mod answer;
mod ids;
mod question;
mod score;
mod session;

pub use answer::{AnswerSheet, AnswerSheetError};
pub use ids::QuestionId;
pub use question::{Question, QuestionCount, QuestionCountError};
pub use score::{Evaluation, Score};
pub use session::{QuizSession, SessionError, SessionPhase};
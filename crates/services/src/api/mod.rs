mod http;

pub use http::{HttpQuizApi, QuizApiConfig};

use async_trait::async_trait;
use serde::Serialize;

use quiz_core::model::{Evaluation, Question, QuestionCount, QuestionId};

use crate::error::ApiError;

/// One submitted answer, in question order.
#[derive(Debug, Clone, PartialEq, Eq, Serialize)]
pub struct AnswerEntry {
    pub id: QuestionId,
    pub text: String,
}

/// Contract for the four backend operations the client consumes.
///
/// Each operation is a single request with no caching, retry, or backoff;
/// callers see success-with-payload or an opaque failure, nothing in
/// between. Implemented over HTTP in production and by in-memory fakes in
/// tests.
#[async_trait]
pub trait QuizApi: Send + Sync {
    /// Upload a study document as a multipart request.
    ///
    /// The response body is empty; the status code is the signal.
    ///
    /// # Errors
    ///
    /// Returns `ApiError` for transport failures or non-success statuses.
    async fn upload_file(&self, file_name: &str, bytes: Vec<u8>) -> Result<(), ApiError>;

    /// Generate a fresh question set from the uploaded document.
    ///
    /// # Errors
    ///
    /// Returns `ApiError` for transport failures or non-success statuses.
    async fn generate_questions(&self, count: QuestionCount) -> Result<Vec<Question>, ApiError>;

    /// Submit the user's answers for grading.
    ///
    /// # Errors
    ///
    /// Returns `ApiError` for transport failures or non-success statuses.
    async fn submit_answers(&self, answers: &[AnswerEntry]) -> Result<Evaluation, ApiError>;

    /// Generate a new question set tailored to the listed weaknesses.
    ///
    /// # Errors
    ///
    /// Returns `ApiError` for transport failures or non-success statuses.
    async fn regenerate_questions(
        &self,
        count: QuestionCount,
        weaknesses: &[String],
    ) -> Result<Vec<Question>, ApiError>;
}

☆ ☆ ☆

WHAT YOU ARE ASKED TO DO — Scan the material above for the word "AnswerEntry", and copy each line where it appears.

RESULT OF THIS EXERCISE —
pub struct AnswerEntry {
    async fn submit_answers(&self, answers: &[AnswerEntry]) -> Result<Evaluation, ApiError>;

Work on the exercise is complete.